> _What the task requires_
Repeat exactly what appears from the opening line of the listing to the line with "use std::path::Path;", inclusive.

(Data for the task)

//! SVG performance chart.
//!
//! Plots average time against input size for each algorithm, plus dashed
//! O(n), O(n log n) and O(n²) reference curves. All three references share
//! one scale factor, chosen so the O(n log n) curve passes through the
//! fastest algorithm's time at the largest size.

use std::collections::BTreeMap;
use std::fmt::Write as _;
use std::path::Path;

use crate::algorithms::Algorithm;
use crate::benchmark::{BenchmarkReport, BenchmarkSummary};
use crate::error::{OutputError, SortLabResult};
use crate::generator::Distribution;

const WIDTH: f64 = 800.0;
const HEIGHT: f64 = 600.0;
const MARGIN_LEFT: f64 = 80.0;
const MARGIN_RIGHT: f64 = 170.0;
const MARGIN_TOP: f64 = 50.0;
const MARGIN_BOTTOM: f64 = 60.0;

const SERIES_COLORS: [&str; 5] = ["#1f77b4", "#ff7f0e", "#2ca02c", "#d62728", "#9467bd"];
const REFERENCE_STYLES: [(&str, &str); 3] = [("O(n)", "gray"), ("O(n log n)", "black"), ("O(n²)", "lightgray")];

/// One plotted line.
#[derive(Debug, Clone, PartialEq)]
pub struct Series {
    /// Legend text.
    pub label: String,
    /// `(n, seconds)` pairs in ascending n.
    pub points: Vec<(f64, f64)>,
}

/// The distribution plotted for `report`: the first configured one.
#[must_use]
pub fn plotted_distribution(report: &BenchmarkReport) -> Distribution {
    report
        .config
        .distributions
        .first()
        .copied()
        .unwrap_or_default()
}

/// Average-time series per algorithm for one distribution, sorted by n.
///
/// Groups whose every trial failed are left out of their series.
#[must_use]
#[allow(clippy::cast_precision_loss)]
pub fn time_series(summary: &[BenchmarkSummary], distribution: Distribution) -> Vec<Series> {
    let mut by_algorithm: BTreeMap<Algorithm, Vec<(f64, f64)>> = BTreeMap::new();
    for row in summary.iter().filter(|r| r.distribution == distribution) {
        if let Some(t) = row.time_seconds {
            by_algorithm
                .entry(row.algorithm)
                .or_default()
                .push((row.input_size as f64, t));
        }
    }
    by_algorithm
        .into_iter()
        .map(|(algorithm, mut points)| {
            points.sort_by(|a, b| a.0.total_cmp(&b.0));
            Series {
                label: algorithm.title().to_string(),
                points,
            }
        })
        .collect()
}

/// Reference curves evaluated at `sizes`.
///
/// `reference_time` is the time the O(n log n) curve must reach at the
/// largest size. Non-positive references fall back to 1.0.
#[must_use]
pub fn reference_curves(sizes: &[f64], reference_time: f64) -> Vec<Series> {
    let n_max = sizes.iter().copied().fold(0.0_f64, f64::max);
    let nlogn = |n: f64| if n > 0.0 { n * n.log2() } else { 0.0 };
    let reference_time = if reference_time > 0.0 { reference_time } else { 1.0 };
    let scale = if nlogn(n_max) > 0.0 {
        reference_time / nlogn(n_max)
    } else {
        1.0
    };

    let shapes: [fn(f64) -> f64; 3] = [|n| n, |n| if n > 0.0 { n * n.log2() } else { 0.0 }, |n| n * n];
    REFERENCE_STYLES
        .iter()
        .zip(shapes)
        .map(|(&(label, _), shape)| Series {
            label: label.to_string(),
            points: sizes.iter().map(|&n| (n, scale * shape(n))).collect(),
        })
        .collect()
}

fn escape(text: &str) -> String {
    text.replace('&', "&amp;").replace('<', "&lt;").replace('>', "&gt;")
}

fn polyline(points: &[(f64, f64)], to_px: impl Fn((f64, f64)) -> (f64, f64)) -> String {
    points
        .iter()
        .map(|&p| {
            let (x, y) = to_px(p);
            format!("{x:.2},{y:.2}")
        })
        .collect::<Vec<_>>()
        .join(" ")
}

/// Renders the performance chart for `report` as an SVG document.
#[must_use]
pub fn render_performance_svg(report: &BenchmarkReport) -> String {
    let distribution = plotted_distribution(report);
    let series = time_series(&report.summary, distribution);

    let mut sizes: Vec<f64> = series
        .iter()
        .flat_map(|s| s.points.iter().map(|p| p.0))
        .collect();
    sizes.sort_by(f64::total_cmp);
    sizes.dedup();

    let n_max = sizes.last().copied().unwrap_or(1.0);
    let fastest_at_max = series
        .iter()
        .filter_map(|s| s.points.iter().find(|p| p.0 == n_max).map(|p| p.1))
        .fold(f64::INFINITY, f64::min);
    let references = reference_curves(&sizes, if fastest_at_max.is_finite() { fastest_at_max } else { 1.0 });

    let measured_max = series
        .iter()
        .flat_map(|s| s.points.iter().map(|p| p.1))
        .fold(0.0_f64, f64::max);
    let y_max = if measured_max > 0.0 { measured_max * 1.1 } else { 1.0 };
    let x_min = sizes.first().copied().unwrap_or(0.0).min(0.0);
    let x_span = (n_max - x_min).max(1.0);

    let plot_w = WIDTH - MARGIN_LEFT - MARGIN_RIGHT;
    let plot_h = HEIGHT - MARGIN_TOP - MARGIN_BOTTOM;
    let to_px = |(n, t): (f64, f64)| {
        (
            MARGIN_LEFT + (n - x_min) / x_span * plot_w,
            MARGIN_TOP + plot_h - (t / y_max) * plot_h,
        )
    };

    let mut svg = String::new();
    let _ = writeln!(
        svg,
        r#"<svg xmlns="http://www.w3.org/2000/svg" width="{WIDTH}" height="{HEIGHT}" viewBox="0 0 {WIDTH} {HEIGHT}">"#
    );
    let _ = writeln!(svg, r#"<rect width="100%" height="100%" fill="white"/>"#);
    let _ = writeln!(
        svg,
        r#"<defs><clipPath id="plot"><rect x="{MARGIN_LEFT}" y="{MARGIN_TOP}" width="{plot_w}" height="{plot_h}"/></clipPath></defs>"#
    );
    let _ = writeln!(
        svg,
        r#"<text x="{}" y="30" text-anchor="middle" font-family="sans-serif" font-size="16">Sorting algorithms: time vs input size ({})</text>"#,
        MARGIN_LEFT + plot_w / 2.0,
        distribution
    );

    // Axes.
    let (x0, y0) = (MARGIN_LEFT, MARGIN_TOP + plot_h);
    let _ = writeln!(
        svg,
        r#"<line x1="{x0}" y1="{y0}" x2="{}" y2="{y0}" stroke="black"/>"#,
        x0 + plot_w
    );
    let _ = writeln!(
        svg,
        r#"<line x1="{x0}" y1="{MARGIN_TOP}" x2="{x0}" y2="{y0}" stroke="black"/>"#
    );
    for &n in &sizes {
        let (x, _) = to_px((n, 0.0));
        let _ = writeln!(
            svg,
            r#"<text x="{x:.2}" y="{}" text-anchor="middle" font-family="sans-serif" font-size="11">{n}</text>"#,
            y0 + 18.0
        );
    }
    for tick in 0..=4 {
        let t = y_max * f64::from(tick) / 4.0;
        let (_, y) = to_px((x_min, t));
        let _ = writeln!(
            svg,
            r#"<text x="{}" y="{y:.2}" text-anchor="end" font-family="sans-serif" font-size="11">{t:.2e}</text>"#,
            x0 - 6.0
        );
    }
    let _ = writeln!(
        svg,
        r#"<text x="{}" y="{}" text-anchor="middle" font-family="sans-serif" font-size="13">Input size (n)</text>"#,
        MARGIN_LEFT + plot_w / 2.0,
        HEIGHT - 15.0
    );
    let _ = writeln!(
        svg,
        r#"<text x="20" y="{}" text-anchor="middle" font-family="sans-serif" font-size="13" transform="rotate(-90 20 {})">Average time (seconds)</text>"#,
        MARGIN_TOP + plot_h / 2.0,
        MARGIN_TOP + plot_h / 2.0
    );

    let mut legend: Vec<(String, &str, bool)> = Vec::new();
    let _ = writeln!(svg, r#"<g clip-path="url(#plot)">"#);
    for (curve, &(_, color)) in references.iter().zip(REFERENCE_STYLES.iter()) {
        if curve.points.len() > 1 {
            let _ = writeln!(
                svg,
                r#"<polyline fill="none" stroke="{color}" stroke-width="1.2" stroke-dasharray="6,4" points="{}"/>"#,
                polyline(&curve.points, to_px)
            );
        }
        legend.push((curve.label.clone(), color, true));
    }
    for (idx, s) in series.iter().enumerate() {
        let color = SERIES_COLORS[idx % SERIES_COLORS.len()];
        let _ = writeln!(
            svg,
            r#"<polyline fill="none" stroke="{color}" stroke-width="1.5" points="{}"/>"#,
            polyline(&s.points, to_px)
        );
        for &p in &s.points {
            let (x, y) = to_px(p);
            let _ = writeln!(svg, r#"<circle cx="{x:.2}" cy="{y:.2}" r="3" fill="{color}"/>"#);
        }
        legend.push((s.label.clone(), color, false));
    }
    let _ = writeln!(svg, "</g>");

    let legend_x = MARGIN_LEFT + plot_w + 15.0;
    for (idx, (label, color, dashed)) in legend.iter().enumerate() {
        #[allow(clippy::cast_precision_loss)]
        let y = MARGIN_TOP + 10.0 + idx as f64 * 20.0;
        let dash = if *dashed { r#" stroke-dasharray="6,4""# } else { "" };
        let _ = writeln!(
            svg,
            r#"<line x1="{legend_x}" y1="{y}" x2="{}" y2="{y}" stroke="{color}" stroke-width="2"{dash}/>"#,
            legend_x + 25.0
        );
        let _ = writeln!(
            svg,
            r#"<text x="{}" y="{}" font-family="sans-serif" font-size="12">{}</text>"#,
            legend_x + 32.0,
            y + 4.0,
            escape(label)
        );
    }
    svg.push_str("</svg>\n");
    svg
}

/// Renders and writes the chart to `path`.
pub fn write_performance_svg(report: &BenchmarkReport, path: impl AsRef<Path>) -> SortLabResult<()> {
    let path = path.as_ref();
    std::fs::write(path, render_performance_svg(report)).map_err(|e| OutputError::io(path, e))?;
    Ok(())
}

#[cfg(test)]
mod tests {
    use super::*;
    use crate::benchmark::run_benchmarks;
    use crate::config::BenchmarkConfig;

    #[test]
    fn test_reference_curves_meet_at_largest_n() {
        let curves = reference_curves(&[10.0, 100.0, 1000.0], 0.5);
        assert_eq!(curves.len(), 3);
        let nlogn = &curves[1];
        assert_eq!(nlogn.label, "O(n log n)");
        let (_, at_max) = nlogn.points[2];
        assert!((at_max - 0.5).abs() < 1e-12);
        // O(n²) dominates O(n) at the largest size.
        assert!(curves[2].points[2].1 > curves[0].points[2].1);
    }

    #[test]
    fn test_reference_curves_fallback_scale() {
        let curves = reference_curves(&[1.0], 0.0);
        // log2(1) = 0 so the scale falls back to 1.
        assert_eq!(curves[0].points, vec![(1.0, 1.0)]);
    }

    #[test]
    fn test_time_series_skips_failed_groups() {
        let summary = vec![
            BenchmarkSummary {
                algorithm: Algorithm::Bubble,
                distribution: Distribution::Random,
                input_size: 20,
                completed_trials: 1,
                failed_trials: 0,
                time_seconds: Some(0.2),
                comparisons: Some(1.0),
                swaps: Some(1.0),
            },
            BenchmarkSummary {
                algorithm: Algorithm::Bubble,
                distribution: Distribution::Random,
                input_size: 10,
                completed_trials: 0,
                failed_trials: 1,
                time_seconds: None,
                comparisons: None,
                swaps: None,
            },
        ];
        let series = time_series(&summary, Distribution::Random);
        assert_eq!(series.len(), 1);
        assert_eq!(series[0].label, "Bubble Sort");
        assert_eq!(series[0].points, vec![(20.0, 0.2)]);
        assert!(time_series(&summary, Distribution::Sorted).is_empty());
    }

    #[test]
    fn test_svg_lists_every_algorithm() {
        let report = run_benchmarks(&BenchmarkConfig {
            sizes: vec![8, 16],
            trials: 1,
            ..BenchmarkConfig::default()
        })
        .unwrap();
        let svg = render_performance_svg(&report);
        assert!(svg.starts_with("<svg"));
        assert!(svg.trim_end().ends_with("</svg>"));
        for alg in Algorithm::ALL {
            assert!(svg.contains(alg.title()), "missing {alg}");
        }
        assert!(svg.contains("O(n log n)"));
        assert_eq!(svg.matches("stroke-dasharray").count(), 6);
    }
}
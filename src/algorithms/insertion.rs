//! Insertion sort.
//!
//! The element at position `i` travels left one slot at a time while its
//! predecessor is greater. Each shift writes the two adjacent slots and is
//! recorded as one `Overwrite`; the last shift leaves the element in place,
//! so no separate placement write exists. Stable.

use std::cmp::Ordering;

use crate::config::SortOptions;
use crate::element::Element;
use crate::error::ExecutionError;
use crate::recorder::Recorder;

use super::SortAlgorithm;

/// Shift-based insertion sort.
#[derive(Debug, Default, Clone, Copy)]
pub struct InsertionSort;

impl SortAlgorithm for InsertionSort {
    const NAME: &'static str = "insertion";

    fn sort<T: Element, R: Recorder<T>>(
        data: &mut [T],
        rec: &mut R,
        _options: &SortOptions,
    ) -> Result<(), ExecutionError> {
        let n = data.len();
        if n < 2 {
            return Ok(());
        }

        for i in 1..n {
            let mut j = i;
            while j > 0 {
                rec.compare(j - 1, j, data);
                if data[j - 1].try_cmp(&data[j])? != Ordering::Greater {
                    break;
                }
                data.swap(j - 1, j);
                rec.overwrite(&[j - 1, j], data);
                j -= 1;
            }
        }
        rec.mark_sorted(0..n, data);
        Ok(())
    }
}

(End Data for the task)

> _Finished task_
//! SVG performance chart.
//!
//! Plots average time against input size for each algorithm, plus dashed
//! O(n), O(n log n) and O(n²) reference curves. All three references share
//! one scale factor, chosen so the O(n log n) curve passes through the
//! fastest algorithm's time at the largest size.

use std::collections::BTreeMap;
use std::fmt::Write as _;
use std::path::Path;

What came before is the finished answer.